The World Bank has advised Pakistan to overhaul its trade and economic policies by improving preferential trade agreements (PTAs) with ten partner countries, ensuring a flexible exchange rate, and addressing high energy and input costs to reverse decades of declining exports.
In its policy note to the government, the Bank said Pakistan’s exports had dropped from 16% of GDP in the 1990s to around 10% in 2024, with most earnings concentrated in low-value textile and agricultural products. It added that economic growth had relied mainly on debt and remittance-driven consumption rather than export expansion.

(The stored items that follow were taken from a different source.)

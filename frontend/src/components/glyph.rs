//! Icon rendering.

use leptos::*;

use crate::icons::Icon;

#[component]
pub fn Glyph(icon: Icon, #[prop(into)] class: String) -> impl IntoView {
    view! { <span class="inline-flex shrink-0" inner_html=icon.svg(&class)></span> }
}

The Bank urged Pakistan to allow the rupee to reflect market forces by maintaining a flexible exchange rate and deepening the interbank market without central bank intervention. It called for publishing detailed interbank data and gradually eliminating ad hoc measures that distort market transparency.
It noted that tightly managed exchange rates, combined with rising imports during growth periods, had repeatedly led to balance-of-payments crises, eroding investor confidence and limiting private investment.
The Bank identified high tariffs, red tape, and government dominance in over 200 state-owned enterprises as major obstacles to productivity. It said such distortions had discouraged investment and hindered exporters’ access to finance. The report added that logistical bottlenecks, customs inefficiencies, and weak export promotion mechanisms further constrained growth.
It estimated Pakistan’s “missing exports” at nearly $60 billion, citing expensive electricity and limited digital infrastructure as key competitiveness challenges.
According to the Bank, Pakistan’s ten trade agreements—mostly limited to tariff concessions—remain underutilised. It recommended upgrading these to cover services, investment, and digital trade while expanding into new markets such as Sub-Saharan Africa and Latin America.
The report emphasised the need to strengthen Pakistan’s trade negotiation capacity, regularly consult exporters, and establish monitoring systems for agreement implementation.
The Bank welcomed recent tariff reforms but said they must be complemented by operationalising the EXIM Bank, enhancing trade facilitation, and ensuring a flexible exchange rate. It also called for building the National Tariff Commission’s capacity to monitor unfair trade practices and pursue deeper tariff reductions with key partners.